[Items listed in a dataset]
-- Opening Marker --

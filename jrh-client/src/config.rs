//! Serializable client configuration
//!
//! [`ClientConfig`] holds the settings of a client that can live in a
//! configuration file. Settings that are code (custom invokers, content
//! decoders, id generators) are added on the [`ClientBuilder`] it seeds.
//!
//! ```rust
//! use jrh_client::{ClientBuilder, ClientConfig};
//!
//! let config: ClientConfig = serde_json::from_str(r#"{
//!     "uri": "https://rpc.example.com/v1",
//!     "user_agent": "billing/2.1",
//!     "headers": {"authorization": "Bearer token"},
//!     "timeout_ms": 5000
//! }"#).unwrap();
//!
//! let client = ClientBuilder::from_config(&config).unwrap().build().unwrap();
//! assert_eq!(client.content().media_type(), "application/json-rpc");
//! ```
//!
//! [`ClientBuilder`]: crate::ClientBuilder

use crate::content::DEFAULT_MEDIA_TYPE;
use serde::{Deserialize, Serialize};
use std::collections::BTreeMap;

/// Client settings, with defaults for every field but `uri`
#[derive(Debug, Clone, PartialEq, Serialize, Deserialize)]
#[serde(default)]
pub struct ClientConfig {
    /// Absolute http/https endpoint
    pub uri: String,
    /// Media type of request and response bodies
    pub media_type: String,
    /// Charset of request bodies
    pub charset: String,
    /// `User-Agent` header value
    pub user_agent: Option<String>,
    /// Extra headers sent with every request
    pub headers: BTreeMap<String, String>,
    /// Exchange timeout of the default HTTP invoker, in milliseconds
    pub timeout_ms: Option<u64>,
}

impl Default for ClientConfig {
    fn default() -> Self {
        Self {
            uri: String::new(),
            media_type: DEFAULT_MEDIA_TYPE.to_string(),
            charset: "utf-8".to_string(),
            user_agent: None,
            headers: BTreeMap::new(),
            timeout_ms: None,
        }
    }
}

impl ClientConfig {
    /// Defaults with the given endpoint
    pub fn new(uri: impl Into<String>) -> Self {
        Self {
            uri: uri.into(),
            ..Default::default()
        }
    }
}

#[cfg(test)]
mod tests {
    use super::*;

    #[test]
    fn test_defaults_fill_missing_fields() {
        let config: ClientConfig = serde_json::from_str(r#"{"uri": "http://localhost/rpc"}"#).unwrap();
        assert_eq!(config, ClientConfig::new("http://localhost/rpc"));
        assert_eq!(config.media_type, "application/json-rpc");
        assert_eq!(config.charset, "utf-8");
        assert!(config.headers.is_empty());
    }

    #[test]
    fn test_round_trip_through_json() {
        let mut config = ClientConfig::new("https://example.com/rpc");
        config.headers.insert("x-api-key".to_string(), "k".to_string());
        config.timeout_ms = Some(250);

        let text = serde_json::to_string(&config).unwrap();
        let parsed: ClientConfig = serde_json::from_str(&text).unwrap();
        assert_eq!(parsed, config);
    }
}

-- Closing Marker --

> [What is required] Take the lines from the first line of the records through the line holding "(custom invokers, content", both included, and please reproduce them exactly with nothing added.

> [Problem solution]
filename jrh-client/src/config.rs
//! Serializable client configuration
//!
//! [`ClientConfig`] holds the settings of a client that can live in a
//! configuration file. Settings that are code (custom invokers, content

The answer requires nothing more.